Entries taken from a collection:
########
//! Property-based tests for identifier parsing.

#[cfg(test)]
mod tests {
    use proptest::prelude::*;

    use crate::model::{Subject, TupleKey, TypeRestriction, TypedId};

    fn typed_id_strategy() -> impl Strategy<Value = String> {
        ("[a-z]{1,10}", "[a-z0-9_-]{1,20}").prop_map(|(t, id)| format!("{t}:{id}"))
    }

    fn userset_strategy() -> impl Strategy<Value = String> {
        ("[a-z]{1,10}", "[a-z0-9]{1,10}", "[a-z_]{1,10}")
            .prop_map(|(t, id, rel)| format!("{t}:{id}#{rel}"))
    }

    proptest! {
        #[test]
        fn test_typed_id_display_matches_input(input in typed_id_strategy()) {
            let parsed = TypedId::parse(&input);
            prop_assert!(parsed.is_ok(), "failed for {}", input);
            prop_assert_eq!(parsed.unwrap().to_string(), input);
        }

        #[test]
        fn test_userset_subject_display_matches_input(input in userset_strategy()) {
            let subject = Subject::parse(&input).unwrap();
            prop_assert!(subject.user_relation().is_some());
            prop_assert_eq!(subject.to_string(), input);
        }

        #[test]
        fn test_string_without_colon_is_rejected(s in "[a-z#]{1,20}") {
            prop_assert!(Subject::parse(&s).is_err());
            prop_assert!(TypedId::parse(&s).is_err());
        }

        #[test]
        fn test_from_parts_agrees_with_parse(
            user_type in "[a-z]{1,10}",
            user_id in "[a-z0-9]{1,10}",
            relation in proptest::option::of("[a-z]{1,8}"),
        ) {
            let wire = match &relation {
                Some(r) => format!("{user_type}:{user_id}#{r}"),
                None => format!("{user_type}:{user_id}"),
            };
            let from_parts = Subject::from_parts(&user_type, &user_id, relation.as_deref());
            prop_assert_eq!(Subject::parse(&wire).unwrap(), from_parts);
        }

        #[test]
        fn test_wildcard_restriction_admits_only_wildcards(
            user_type in "[a-z]{1,10}",
            user_id in "[a-z0-9]{1,10}",
        ) {
            let restriction = TypeRestriction::wildcard(user_type.clone());
            let concrete = Subject::parse(&format!("{user_type}:{user_id}")).unwrap();
            let wildcard = Subject::parse(&format!("{user_type}:*")).unwrap();
            prop_assert!(!restriction.admits(&concrete));
            prop_assert!(restriction.admits(&wildcard));
        }

        #[test]
        fn test_tuple_key_parse_accepts_valid_fields(
            user in typed_id_strategy(),
            relation in "[a-z]{1,10}",
            object in typed_id_strategy(),
        ) {
            let tuple = TupleKey::new(user, relation, object);
            prop_assert!(tuple.parse().is_ok());
        }
    }
}
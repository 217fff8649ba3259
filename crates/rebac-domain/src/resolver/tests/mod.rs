//! Tests for the graph resolver module.
//!
//! Organized by functionality:
//! - Check: direct, computed, tuple-to-userset, boolean operators
//! - Safety features (depth limiting, cycle detection, timeouts)
//! - Contextual tuples and consistency tokens
//! - ListObjects / ListUsers
//! - Expand


#[cfg(test)]
mod list_tests;
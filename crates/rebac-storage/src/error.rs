//! Storage error types.

use thiserror::Error;

/// Details for a ConditionConflict error (boxed to keep StorageError small).
///
/// A live tuple with the same identity key already exists but carries a
/// different condition context. Delete it first to change the context.
#[derive(Debug, Error)]
#[error("live tuple {object_type}:{object_id}#{relation}@{user} already exists with condition '{condition_name}' and a different context")]
pub struct ConditionConflictError {
    pub object_type: String,
    pub object_id: String,
    pub relation: String,
    pub user: String,
    pub condition_name: String,
}

/// Storage-specific errors.
#[derive(Debug, Error)]
pub enum StorageError {
    /// A tuple or filter field is malformed.
    #[error("invalid input: {message}")]
    InvalidInput { message: String },

    /// A user filter is not `type:id` or `type:id#relation`.
    #[error("invalid filter: {message}")]
    InvalidFilter { message: String },

    #[error("{0}")]
    ConditionConflict(#[source] Box<ConditionConflictError>),

    /// The requested snapshot predates the compaction horizon, so
    /// tombstones it depends on are gone.
    #[error("snapshot {txid} is older than the retained horizon {horizon}")]
    SnapshotUnavailable { txid: u64, horizon: u64 },

    /// The requested snapshot has not been committed yet.
    #[error("snapshot {txid} is ahead of the committed watermark {watermark}")]
    SnapshotInFuture { txid: u64, watermark: u64 },

    /// Serialization error.
    #[error("serialization error: {message}")]
    SerializationError { message: String },
}

/// Result type for storage operations.
pub type StorageResult<T> = Result<T, StorageError>;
########
Aim of the exercise » Restate the entries above. Match them exactly.

Problem solution »
//! Property-based tests for identifier parsing.

#[cfg(test)]
mod tests {
    use proptest::prelude::*;

    use crate::model::{Subject, TupleKey, TypeRestriction, TypedId};

    fn typed_id_strategy() -> impl Strategy<Value = String> {
        ("[a-z]{1,10}", "[a-z0-9_-]{1,20}").prop_map(|(t, id)| format!("{t}:{id}"))
    }

    fn userset_strategy() -> impl Strategy<Value = String> {
        ("[a-z]{1,10}", "[a-z0-9]{1,10}", "[a-z_]{1,10}")
            .prop_map(|(t, id, rel)| format!("{t}:{id}#{rel}"))
    }

    proptest! {
        #[test]
        fn test_typed_id_display_matches_input(input in typed_id_strategy()) {
            let parsed = TypedId::parse(&input);
            prop_assert!(parsed.is_ok(), "failed for {}", input);
            prop_assert_eq!(parsed.unwrap().to_string(), input);
        }

        #[test]
        fn test_userset_subject_display_matches_input(input in userset_strategy()) {
            let subject = Subject::parse(&input).unwrap();
            prop_assert!(subject.user_relation().is_some());
            prop_assert_eq!(subject.to_string(), input);
        }

        #[test]
        fn test_string_without_colon_is_rejected(s in "[a-z#]{1,20}") {
            prop_assert!(Subject::parse(&s).is_err());
            prop_assert!(TypedId::parse(&s).is_err());
        }

        #[test]
        fn test_from_parts_agrees_with_parse(
            user_type in "[a-z]{1,10}",
            user_id in "[a-z0-9]{1,10}",
            relation in proptest::option::of("[a-z]{1,8}"),
        ) {
            let wire = match &relation {
                Some(r) => format!("{user_type}:{user_id}#{r}"),
                None => format!("{user_type}:{user_id}"),
            };
            let from_parts = Subject::from_parts(&user_type, &user_id, relation.as_deref());
            prop_assert_eq!(Subject::parse(&wire).unwrap(), from_parts);
        }

        #[test]
        fn test_wildcard_restriction_admits_only_wildcards(
            user_type in "[a-z]{1,10}",
            user_id in "[a-z0-9]{1,10}",
        ) {
            let restriction = TypeRestriction::wildcard(user_type.clone());
            let concrete = Subject::parse(&format!("{user_type}:{user_id}")).unwrap();
            let wildcard = Subject::parse(&format!("{user_type}:*")).unwrap();
            prop_assert!(!restriction.admits(&concrete));
            prop_assert!(restriction.admits(&wildcard));
        }

        #[test]
        fn test_tuple_key_parse_accepts_valid_fields(
            user in typed_id_strategy(),
            relation in "[a-z]{1,10}",
            object in typed_id_strategy(),
        ) {
            let tuple = TupleKey::new(user, relation, object);
            prop_assert!(tuple.parse().is_ok());
        }
    }
}
repository 217fff8649ba3259
filename crates/rebac-domain/src/resolver/tests/mod.rs
//! Tests for the graph resolver module.
//!
//! Organized by functionality:
//! - Check: direct, computed, tuple-to-userset, boolean operators
//! - Safety features (depth limiting, cycle detection, timeouts)
//! - Contextual tuples and consistency tokens
//! - ListObjects / ListUsers
//! - Expand


#[cfg(test)]
mod list_tests;
filename crates/rebac-storage/src/error.rs
//! Storage error types.

use thiserror::Error;

/// Details for a ConditionConflict error (boxed to keep StorageError small).
///
/// A live tuple with the same identity key already exists but carries a
/// different condition context. Delete it first to change the context.
#[derive(Debug, Error)]
#[error("live tuple {object_type}:{object_id}#{relation}@{user} already exists with condition '{condition_name}' and a different context")]
pub struct ConditionConflictError {
    pub object_type: String,
    pub object_id: String,
    pub relation: String,
    pub user: String,
    pub condition_name: String,
}

/// Storage-specific errors.
#[derive(Debug, Error)]
pub enum StorageError {
    /// A tuple or filter field is malformed.
    #[error("invalid input: {message}")]
    InvalidInput { message: String },

    /// A user filter is not `type:id` or `type:id#relation`.
    #[error("invalid filter: {message}")]
    InvalidFilter { message: String },

    #[error("{0}")]
    ConditionConflict(#[source] Box<ConditionConflictError>),

    /// The requested snapshot predates the compaction horizon, so
    /// tombstones it depends on are gone.
    #[error("snapshot {txid} is older than the retained horizon {horizon}")]
    SnapshotUnavailable { txid: u64, horizon: u64 },

    /// The requested snapshot has not been committed yet.
    #[error("snapshot {txid} is ahead of the committed watermark {watermark}")]
    SnapshotInFuture { txid: u64, watermark: u64 },

    /// Serialization error.
    #[error("serialization error: {message}")]
    SerializationError { message: String },
}

/// Result type for storage operations.
pub type StorageResult<T> = Result<T, StorageError>;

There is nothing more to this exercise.